[Provided data Boundary: Start]
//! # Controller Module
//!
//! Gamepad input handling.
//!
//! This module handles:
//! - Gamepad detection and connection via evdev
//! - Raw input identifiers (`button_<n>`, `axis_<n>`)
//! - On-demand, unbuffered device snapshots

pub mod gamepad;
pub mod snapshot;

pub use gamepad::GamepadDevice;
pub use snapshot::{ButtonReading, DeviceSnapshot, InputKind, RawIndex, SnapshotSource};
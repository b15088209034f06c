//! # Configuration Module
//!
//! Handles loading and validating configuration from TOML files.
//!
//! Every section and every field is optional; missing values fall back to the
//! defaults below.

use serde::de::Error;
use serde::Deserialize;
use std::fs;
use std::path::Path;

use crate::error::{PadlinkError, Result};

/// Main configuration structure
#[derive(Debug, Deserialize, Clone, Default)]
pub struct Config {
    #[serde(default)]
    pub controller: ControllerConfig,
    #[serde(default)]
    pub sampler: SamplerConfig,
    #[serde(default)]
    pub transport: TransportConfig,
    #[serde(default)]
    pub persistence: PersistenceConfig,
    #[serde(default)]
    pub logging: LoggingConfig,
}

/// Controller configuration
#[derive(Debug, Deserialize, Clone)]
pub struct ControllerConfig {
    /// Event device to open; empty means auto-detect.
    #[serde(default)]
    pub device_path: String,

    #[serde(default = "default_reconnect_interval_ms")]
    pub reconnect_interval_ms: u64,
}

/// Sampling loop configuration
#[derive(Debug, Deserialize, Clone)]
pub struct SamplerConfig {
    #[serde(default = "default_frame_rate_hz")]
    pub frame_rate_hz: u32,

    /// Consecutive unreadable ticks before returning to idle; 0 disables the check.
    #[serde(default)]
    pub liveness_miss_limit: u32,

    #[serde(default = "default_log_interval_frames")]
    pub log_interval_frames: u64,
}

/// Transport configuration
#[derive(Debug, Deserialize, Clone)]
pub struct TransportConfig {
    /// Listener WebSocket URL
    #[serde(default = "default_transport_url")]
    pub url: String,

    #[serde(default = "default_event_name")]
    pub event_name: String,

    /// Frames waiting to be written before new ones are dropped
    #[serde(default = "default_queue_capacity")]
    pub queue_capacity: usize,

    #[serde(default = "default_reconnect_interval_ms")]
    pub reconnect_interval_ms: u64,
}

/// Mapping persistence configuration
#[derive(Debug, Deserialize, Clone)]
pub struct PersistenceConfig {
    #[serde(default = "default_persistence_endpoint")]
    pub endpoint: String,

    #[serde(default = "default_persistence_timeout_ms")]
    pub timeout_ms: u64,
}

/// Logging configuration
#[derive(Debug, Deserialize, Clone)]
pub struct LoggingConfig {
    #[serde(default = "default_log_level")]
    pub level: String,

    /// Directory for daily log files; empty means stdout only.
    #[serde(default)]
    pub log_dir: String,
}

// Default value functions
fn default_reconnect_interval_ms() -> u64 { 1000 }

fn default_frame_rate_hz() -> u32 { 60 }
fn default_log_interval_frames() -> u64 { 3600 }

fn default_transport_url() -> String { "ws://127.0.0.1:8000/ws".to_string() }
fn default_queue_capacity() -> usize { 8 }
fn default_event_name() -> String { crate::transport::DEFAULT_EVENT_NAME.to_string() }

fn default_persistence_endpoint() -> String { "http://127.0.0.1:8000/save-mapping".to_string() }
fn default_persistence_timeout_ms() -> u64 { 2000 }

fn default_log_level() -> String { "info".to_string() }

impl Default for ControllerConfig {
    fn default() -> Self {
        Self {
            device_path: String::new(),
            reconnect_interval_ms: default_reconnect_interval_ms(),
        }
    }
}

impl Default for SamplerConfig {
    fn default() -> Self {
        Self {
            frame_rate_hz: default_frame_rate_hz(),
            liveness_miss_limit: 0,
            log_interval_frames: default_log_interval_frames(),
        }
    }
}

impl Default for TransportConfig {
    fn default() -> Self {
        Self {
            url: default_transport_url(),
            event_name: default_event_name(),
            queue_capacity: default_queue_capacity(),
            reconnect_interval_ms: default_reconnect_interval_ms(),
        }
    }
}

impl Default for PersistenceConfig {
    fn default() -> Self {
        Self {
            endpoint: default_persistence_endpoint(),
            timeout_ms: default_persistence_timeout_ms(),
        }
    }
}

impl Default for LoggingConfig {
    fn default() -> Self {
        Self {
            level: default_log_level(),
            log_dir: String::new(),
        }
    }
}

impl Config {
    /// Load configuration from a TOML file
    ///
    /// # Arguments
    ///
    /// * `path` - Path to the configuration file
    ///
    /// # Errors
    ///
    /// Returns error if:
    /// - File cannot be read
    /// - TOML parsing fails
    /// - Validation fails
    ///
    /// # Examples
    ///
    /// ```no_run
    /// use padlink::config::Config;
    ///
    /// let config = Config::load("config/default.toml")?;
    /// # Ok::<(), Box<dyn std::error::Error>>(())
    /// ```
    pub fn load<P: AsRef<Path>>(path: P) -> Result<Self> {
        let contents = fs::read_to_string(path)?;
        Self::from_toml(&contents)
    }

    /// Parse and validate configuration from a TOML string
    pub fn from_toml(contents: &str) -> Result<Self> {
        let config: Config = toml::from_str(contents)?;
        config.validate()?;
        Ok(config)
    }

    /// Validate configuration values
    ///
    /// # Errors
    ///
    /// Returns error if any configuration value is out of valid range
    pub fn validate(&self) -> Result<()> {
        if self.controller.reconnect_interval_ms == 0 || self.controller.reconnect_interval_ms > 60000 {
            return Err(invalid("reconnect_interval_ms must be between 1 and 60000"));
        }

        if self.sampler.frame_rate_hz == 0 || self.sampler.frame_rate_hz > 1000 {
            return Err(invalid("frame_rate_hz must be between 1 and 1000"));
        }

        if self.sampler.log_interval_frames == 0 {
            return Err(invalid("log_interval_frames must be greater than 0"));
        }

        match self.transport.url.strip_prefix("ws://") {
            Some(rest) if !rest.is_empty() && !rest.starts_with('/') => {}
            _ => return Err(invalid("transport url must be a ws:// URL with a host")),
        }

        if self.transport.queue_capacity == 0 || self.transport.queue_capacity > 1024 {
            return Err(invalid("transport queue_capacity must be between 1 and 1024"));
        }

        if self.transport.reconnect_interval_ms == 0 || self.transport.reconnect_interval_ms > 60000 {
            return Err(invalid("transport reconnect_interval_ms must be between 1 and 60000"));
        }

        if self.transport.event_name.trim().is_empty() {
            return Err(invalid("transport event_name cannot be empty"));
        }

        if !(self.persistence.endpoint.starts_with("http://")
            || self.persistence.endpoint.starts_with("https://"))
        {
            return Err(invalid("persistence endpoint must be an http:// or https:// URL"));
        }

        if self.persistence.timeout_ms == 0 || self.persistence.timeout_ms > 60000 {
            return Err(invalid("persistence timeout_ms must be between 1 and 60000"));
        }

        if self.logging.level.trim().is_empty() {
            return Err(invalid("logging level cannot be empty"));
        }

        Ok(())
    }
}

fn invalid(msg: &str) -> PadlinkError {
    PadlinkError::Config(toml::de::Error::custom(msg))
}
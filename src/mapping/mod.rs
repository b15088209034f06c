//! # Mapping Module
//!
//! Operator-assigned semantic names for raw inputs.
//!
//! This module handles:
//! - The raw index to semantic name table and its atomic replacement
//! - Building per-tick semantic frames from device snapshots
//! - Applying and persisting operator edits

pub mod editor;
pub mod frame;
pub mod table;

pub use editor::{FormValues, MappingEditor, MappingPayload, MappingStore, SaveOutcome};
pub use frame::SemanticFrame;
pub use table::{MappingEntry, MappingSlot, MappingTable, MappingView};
[Provided data Boundary: End]
> Assignment: From the data, list each line in which the string "usize" appears.

> Task answer:
    pub queue_capacity: usize,
fn default_queue_capacity() -> usize { 8 }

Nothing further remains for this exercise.